Was wäre Deine Vision für dieses wunderbare Projekt?
Meine Vision – an der ich auch gerade arbeite – ist noch mehr Entlastung für Eltern, nämlich dann, wenn die Schule beginnt. Wir haben in Hamburg schon eine großartige Abdeckung im Ganztags-Bereich, aber das ist, je weiter man nach Süden kommt, überhaupt nicht mehr der Fall. Gerade sitze ich mit einer Münchner Unternehmerin an der Planung für eine Nachmittagsbetreuung, die die Bedürfnisse aller Kinder im Blick hat und eine wertvolle Bereicherung ist.

Klingt nach einer echten Erfolgsstory.
Kurz nach der Gründung der Notfallmamas wurde ein Münchner Frauenmagazin auf mich aufmerksam und hat mich für einen Award nominiert. Dazu gehörte ein tolles Fotoshooting und ich habe am Ende tatsächlich einen Preis erhalten. Das war unglaublich aufregend mit Preisverleihung, rotem Teppich und allem Drum und Dran.

Gab es auch mal Rückschläge?
Oh ja! Das Scheitern der Geschäftsführungs-Partnerschaft ein Jahr nach der GmbH-Gründung und der Streit, der fast zum Ende meiner Firma geführt hätte.

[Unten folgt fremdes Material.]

//! Courier dispatch: registry, claimable-order views, positions, earnings.
//!
//! Claim arbitration itself is a command action (the conditional write runs
//! inside the order transaction); this module provides everything around
//! it: who may claim, what they see, where they are, and what they earned.

pub mod tracker;

pub use tracker::PositionTracker;

use rust_decimal::Decimal;
use serde::{Deserialize, Serialize};
use std::sync::Arc;

use crate::orders::money::{to_decimal, to_f64};
use crate::orders::storage::OrderStorage;
use crate::orders::traits::OrderError;
use shared::models::{Courier, CourierEarnings, PositionFix, VehicleType};
use shared::order::{CustomerInfo, DeliveryAddress, Destination};

/// Courier-facing projection of a claimable order.
///
/// Deliberately omits the delivery code: the courier learns it from the
/// customer at handoff, never from the server.
#[derive(Debug, Clone, Serialize, Deserialize)]
pub struct ClaimableOrder {
    pub order_id: String,
    pub number: u64,
    pub customer: CustomerInfo,
    pub address: DeliveryAddress,
    pub total: f64,
    pub created_at: i64,
}

/// Dispatch service over the shared order storage.
#[derive(Clone)]
pub struct DispatchService {
    storage: OrderStorage,
    tracker: Arc<PositionTracker>,
}

impl DispatchService {
    pub fn new(storage: OrderStorage) -> Self {
        Self {
            storage,
            tracker: Arc::new(PositionTracker::new()),
        }
    }

    // ========== Registry ==========

    /// Register a new courier
    pub fn register_courier(
        &self,
        name: &str,
        vehicle: VehicleType,
    ) -> Result<Courier, OrderError> {
        let courier = Courier {
            courier_id: uuid::Uuid::new_v4().to_string(),
            name: name.to_string(),
            vehicle,
            active: true,
            created_at: shared::util::now_millis(),
        };
        self.storage.store_courier(&courier)?;
        tracing::info!(courier_id = %courier.courier_id, name, "Courier registered");
        Ok(courier)
    }

    /// Deactivate a courier. Rows referencing the courier (earnings, past
    /// orders) stay intact; the courier just cannot claim anymore.
    pub fn deactivate_courier(&self, courier_id: &str) -> Result<Courier, OrderError> {
        let txn = self.storage.begin_write()?;
        let mut courier = self
            .storage
            .get_courier_txn(&txn, courier_id)?
            .ok_or_else(|| OrderError::CourierNotFound(courier_id.to_string()))?;
        courier.active = false;
        self.storage.store_courier_txn(&txn, &courier)?;
        txn.commit()
            .map_err(crate::orders::storage::StorageError::from)?;

        self.tracker.remove(courier_id);
        tracing::info!(courier_id, "Courier deactivated");
        Ok(courier)
    }

    /// Get a courier by ID
    pub fn get_courier(&self, courier_id: &str) -> Result<Option<Courier>, OrderError> {
        Ok(self.storage.get_courier(courier_id)?)
    }

    /// List all couriers
    pub fn list_couriers(&self) -> Result<Vec<Courier>, OrderError> {
        Ok(self.storage.list_couriers()?)
    }

    // ========== Claimable view ==========

    /// Orders a courier could claim right now: Ready, unclaimed, delivery.
    pub fn list_claimable(&self) -> Result<Vec<ClaimableOrder>, OrderError> {
        let mut claimable: Vec<ClaimableOrder> = self
            .storage
            .get_active_orders()?
            .into_iter()
            .filter(|record| record.is_claimable())
            .filter_map(|record| match &record.destination {
                Destination::Delivery { address } => Some(ClaimableOrder {
                    order_id: record.order_id.clone(),
                    number: record.number,
                    customer: record.customer.clone(),
                    address: address.clone(),
                    total: record.total,
                    created_at: record.created_at,
                }),
                _ => None,
            })
            .collect();
        claimable.sort_by_key(|o| o.created_at);
        Ok(claimable)
    }

    // ========== Positions ==========

    /// Record a position fix. Fire-and-forget: stale fixes are dropped,
    /// unknown couriers are ignored after a log line.
    pub fn record_position(&self, courier_id: &str, fix: PositionFix) {
        match self.storage.get_courier(courier_id) {
            Ok(Some(courier)) if courier.active => {
                if !self.tracker.record(courier_id, fix) {
                    tracing::debug!(courier_id, recorded_at = fix.recorded_at, "Stale position fix discarded");
                }
            }
            Ok(_) => {
                tracing::debug!(courier_id, "Position fix from unknown or inactive courier ignored");
            }
            Err(e) => {
                tracing::warn!(courier_id, error = %e, "Position fix dropped on storage error");
            }
        }
    }

    /// Last known position for a courier
    pub fn position(&self, courier_id: &str) -> Option<PositionFix> {
        self.tracker.get(courier_id)
    }

    // ========== Earnings ==========

    /// Earnings report for a courier, totals computed at read time.
    pub fn earnings(&self, courier_id: &str) -> Result<CourierEarnings, OrderError> {
        self.storage
            .get_courier(courier_id)?
            .ok_or_else(|| OrderError::CourierNotFound(courier_id.to_string()))?;

        let entries = self.storage.get_earnings_for_courier(courier_id)?;
        let (pending, settled) = entries.iter().fold(
            (Decimal::ZERO, Decimal::ZERO),
            |(pending, settled), entry| {
                if entry.settled {
                    (pending, settled + to_decimal(entry.amount))
                } else {
                    (pending + to_decimal(entry.amount), settled)
                }
            },
        );

        Ok(CourierEarnings {
            courier_id: courier_id.to_string(),
            pending_total: to_f64(pending),
            settled_total: to_f64(settled),
            entries,
        })
    }

    /// Settle all pending earnings for a courier. Idempotent: a retry
    /// settles nothing further. Returns the number of rows settled.
    pub fn settle_earnings(&self, courier_id: &str) -> Result<usize, OrderError> {
        self.storage
            .get_courier(courier_id)?
            .ok_or_else(|| OrderError::CourierNotFound(courier_id.to_string()))?;

        let settled = self.storage.settle_earnings_for_courier(courier_id)?;
        if settled > 0 {
            tracing::info!(courier_id, settled, "Courier earnings settled");
        }
        Ok(settled)
    }
}

#[cfg(test)]
mod tests {
    use super::*;
    use shared::models::EarningEntry;
    use shared::order::{OrderRecord, OrderStatus};

    fn service() -> DispatchService {
        DispatchService::new(OrderStorage::open_in_memory().unwrap())
    }

    fn delivery_record(order_id: &str, status: OrderStatus, courier: Option<&str>) -> OrderRecord {
        let mut record = OrderRecord::new(order_id.to_string());
        record.destination = Destination::Delivery {
            address: DeliveryAddress {
                street: "Rua A".to_string(),
                number: "10".to_string(),
                complement: None,
                neighborhood: "Centro".to_string(),
                reference: None,
            },
        };
        record.status = status;
        record.courier_id = courier.map(str::to_string);
        record.total = 40.0;
        record.delivery_code = "4821".to_string();
        record
    }

    fn insert_active(service: &DispatchService, record: &OrderRecord) {
        let txn = service.storage.begin_write().unwrap();
        service.storage.store_record(&txn, record).unwrap();
        service
            .storage
            .mark_order_active(&txn, &record.order_id)
            .unwrap();
        txn.commit().unwrap();
    }

    #[test]
    fn test_registry_lifecycle() {
        let service = service();
        let courier = service
            .register_courier("Rider One", VehicleType::Bicycle)
            .unwrap();
        assert!(courier.active);

        let deactivated = service.deactivate_courier(&courier.courier_id).unwrap();
        assert!(!deactivated.active);

        // Row survives deactivation
        let loaded = service.get_courier(&courier.courier_id).unwrap().unwrap();
        assert!(!loaded.active);

        assert!(matches!(
            service.deactivate_courier("missing"),
            Err(OrderError::CourierNotFound(_))
        ));
    }

    #[test]
    fn test_claimable_view_strips_delivery_code() {
        let service = service();
        insert_active(
            &service,
            &delivery_record("order-1", OrderStatus::Ready, None),
        );
        insert_active(
            &service,
            &delivery_record("order-2", OrderStatus::Ready, Some("courier-9")),
        );
        insert_active(
            &service,
            &delivery_record("order-3", OrderStatus::Preparing, None),
        );

        let claimable = service.list_claimable().unwrap();
        assert_eq!(claimable.len(), 1);
        assert_eq!(claimable[0].order_id, "order-1");

        // The serialized view must not leak the proof-of-delivery code
        let json = serde_json::to_string(&claimable[0]).unwrap();
        assert!(!json.contains("4821"));
        assert!(!json.contains("delivery_code"));
    }

    #[test]
    fn test_position_requires_active_courier() {
        let service = service();
        let courier = service
            .register_courier("Rider One", VehicleType::Motorcycle)
            .unwrap();

        let fix = PositionFix {
            lat: -23.55,
            lng: -46.63,
            recorded_at: 100,
        };
        service.record_position(&courier.courier_id, fix);
        assert!(service.position(&courier.courier_id).is_some());

        // Unknown couriers never enter the tracker
        service.record_position("ghost", fix);
        assert!(service.position("ghost").is_none());

        // Deactivation clears the live position
        service.deactivate_courier(&courier.courier_id).unwrap();
        assert!(service.position(&courier.courier_id).is_none());
    }

    #[test]
    fn test_earnings_totals_and_settlement() {
        let service = service();
        let courier = service
            .register_courier("Rider One", VehicleType::Motorcycle)
            .unwrap();

        let txn = service.storage.begin_write().unwrap();
        for (order_id, amount, settled) in
            [("order-1", 40.0, false), ("order-2", 25.5, false), ("order-3", 10.0, true)]
        {
            service
                .storage
                .store_earning(
                    &txn,
                    &EarningEntry {
                        order_id: order_id.to_string(),
                        courier_id: courier.courier_id.clone(),
                        amount,
                        delivered_at: 1000,
                        settled,
                    },
                )
                .unwrap();
        }
        txn.commit().unwrap();

        let report = service.earnings(&courier.courier_id).unwrap();
        assert_eq!(report.pending_total, 65.5);
        assert_eq!(report.settled_total, 10.0);
        assert_eq!(report.entries.len(), 3);

        assert_eq!(service.settle_earnings(&courier.courier_id).unwrap(), 2);
        // Settlement is idempotent
        assert_eq!(service.settle_earnings(&courier.courier_id).unwrap(), 0);

        let report = service.earnings(&courier.courier_id).unwrap();
        assert_eq!(report.pending_total, 0.0);
        assert_eq!(report.settled_total, 75.5);
    }
}
//! CourierAssigned event applier.
//!
//! Status stays `Ready`; the claim only sets the exclusive handler.

use crate::orders::traits::EventApplier;
use shared::order::{EventPayload, OrderEvent, OrderRecord};

pub struct CourierAssignedApplier;

impl EventApplier for CourierAssignedApplier {
    fn apply(&self, record: &mut OrderRecord, event: &OrderEvent) {
        if let EventPayload::CourierAssigned { courier_id } = &event.payload {
            record.courier_id = Some(courier_id.clone());
            record.updated_at = event.timestamp;
            record.last_sequence = event.sequence;
        }
    }
}
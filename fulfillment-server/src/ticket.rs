//! Ticket side-channel: kitchen tickets and customer stubs.
//!
//! A background worker listens to change notices and renders plain-text
//! tickets on order creation: one for the kitchen, one customer stub
//! carrying the proof-of-delivery code (the out-of-band channel the
//! courier never sees). Printing is best-effort; a failed print is logged
//! and never affects command processing.

use chrono::TimeZone;
use chrono_tz::Tz;
use std::sync::Arc;
use tokio::sync::broadcast::error::RecvError;
use tokio_util::sync::CancellationToken;

use crate::orders::manager::FulfillmentManager;
use shared::order::{OrderEventType, OrderKind, OrderRecord};

const TICKET_WIDTH: usize = 32;

/// Output seam for rendered tickets.
///
/// Implementations hand the text to whatever prints it (thermal printer
/// driver, file, display).
pub trait TicketPrinter: Send + Sync {
    fn print(&self, ticket: &str) -> anyhow::Result<()>;
}

/// Printer that writes tickets to the log. The default until a real
/// printer backend is wired up.
#[derive(Debug, Default)]
pub struct LogPrinter;

impl TicketPrinter for LogPrinter {
    fn print(&self, ticket: &str) -> anyhow::Result<()> {
        tracing::info!(ticket = %ticket, "Ticket");
        Ok(())
    }
}

fn center(text: &str) -> String {
    if text.len() >= TICKET_WIDTH {
        return text.to_string();
    }
    let pad = (TICKET_WIDTH - text.len()) / 2;
    format!("{}{}", " ".repeat(pad), text)
}

fn rule() -> String {
    "-".repeat(TICKET_WIDTH)
}

fn format_time(millis: i64, tz: Tz) -> String {
    match tz.timestamp_millis_opt(millis).single() {
        Some(dt) => dt.format("%d/%m %H:%M").to_string(),
        None => String::new(),
    }
}

fn destination_line(record: &OrderRecord) -> String {
    match record.kind() {
        OrderKind::DineIn => {
            let label = record.destination.table_id().unwrap_or("?");
            format!("MESA {label}")
        }
        OrderKind::Delivery => "ENTREGA".to_string(),
        OrderKind::Pickup => "RETIRADA".to_string(),
    }
}

/// Render the kitchen ticket: destination, items and notes. No prices,
/// no delivery code.
pub fn render_kitchen_ticket(record: &OrderRecord, venue_name: &str, tz: Tz) -> String {
    let mut lines = Vec::new();
    lines.push(center(venue_name));
    lines.push(center(&format!("PEDIDO #{}", record.number)));
    lines.push(center(&destination_line(record)));
    lines.push(format_time(record.created_at, tz));
    lines.push(rule());
    for item in &record.items {
        lines.push(format!("{}x {}", item.quantity, item.name));
        if let Some(note) = &item.note {
            lines.push(format!("   * {note}"));
        }
    }
    lines.push(rule());
    lines.join("\n")
}

/// Render the customer stub: totals plus, for delivery orders, the
/// proof-of-delivery code the customer reads to the courier.
pub fn render_customer_stub(record: &OrderRecord, venue_name: &str, tz: Tz) -> String {
    let mut lines = Vec::new();
    lines.push(center(venue_name));
    lines.push(center(&format!("PEDIDO #{}", record.number)));
    lines.push(format_time(record.created_at, tz));
    lines.push(rule());
    for item in &record.items {
        lines.push(format!(
            "{}x {:<20} {:>7.2}",
            item.quantity, item.name, item.line_total
        ));
    }
    lines.push(rule());
    lines.push(format!("{:<23} {:>7.2}", "TOTAL", record.total));
    if record.kind() == OrderKind::Delivery {
        lines.push(rule());
        lines.push(center("CODIGO DE ENTREGA"));
        lines.push(center(&record.delivery_code));
        lines.push(center("informe ao entregador"));
    }
    lines.join("\n")
}

/// Background worker printing tickets for newly created orders.
pub struct TicketWorker {
    manager: FulfillmentManager,
    printer: Arc<dyn TicketPrinter>,
    venue_name: String,
    tz: Tz,
}

impl TicketWorker {
    pub fn new(
        manager: FulfillmentManager,
        printer: Arc<dyn TicketPrinter>,
        venue_name: impl Into<String>,
        tz: Tz,
    ) -> Self {
        Self {
            manager,
            printer,
            venue_name: venue_name.into(),
            tz,
        }
    }

    /// Run until the change bus closes or shutdown is signalled.
    pub async fn run(self, shutdown: CancellationToken) {
        let mut rx = self.manager.subscribe();
        tracing::info!("Ticket worker started");

        loop {
            tokio::select! {
                _ = shutdown.cancelled() => {
                    tracing::info!("Ticket worker received shutdown signal");
                    break;
                }
                notice = rx.recv() => {
                    match notice {
                        Ok(notice) if notice.kind == OrderEventType::OrderCreated => {
                            self.print_for_order(&notice.order_id);
                        }
                        Ok(_) => {}
                        Err(RecvError::Lagged(skipped)) => {
                            tracing::warn!(skipped, "Ticket worker lagged, notices dropped");
                        }
                        Err(RecvError::Closed) => {
                            tracing::info!("Change bus closed, ticket worker stopping");
                            break;
                        }
                    }
                }
            }
        }
    }

    fn print_for_order(&self, order_id: &str) {
        let record = match self.manager.get_record(order_id) {
            Ok(Some(record)) => record,
            Ok(None) => {
                tracing::warn!(order_id, "Order vanished before ticket print");
                return;
            }
            Err(e) => {
                tracing::error!(order_id, error = %e, "Failed to load order for ticket");
                return;
            }
        };

        let kitchen = render_kitchen_ticket(&record, &self.venue_name, self.tz);
        if let Err(e) = self.printer.print(&kitchen) {
            tracing::error!(order_id, error = %e, "Kitchen ticket print failed");
        }

        let stub = render_customer_stub(&record, &self.venue_name, self.tz);
        if let Err(e) = self.printer.print(&stub) {
            tracing::error!(order_id, error = %e, "Customer stub print failed");
        }
    }
}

Gibt es etwas, was Du unbedingt in diesem Leben noch mal tun möchtest?
Tatsächlich würde ich gerne einmal Lehrerin sein. Ich werfe immer mal wieder einen Blick auf den Bedarf und die Quereinstiegs-Möglichkeiten. Vielleicht klappt’s ja irgendwann mal.

Vielen Dank!

Das Interview führte Gerlind Hector, die Angelas Idee mit den Notfallmamas einfach grandios findet! Als ihre drei Jungs vor zig Jahren der Reihe nach Windpocken hatten, war sie der Verzweiflung nahe … Fazit: So etwas sollte es in jeder Stadt geben – und auf der Suche nach dem passenden Ehrenamt, steht der Job als gute Fee aktuell auf der Pole Position.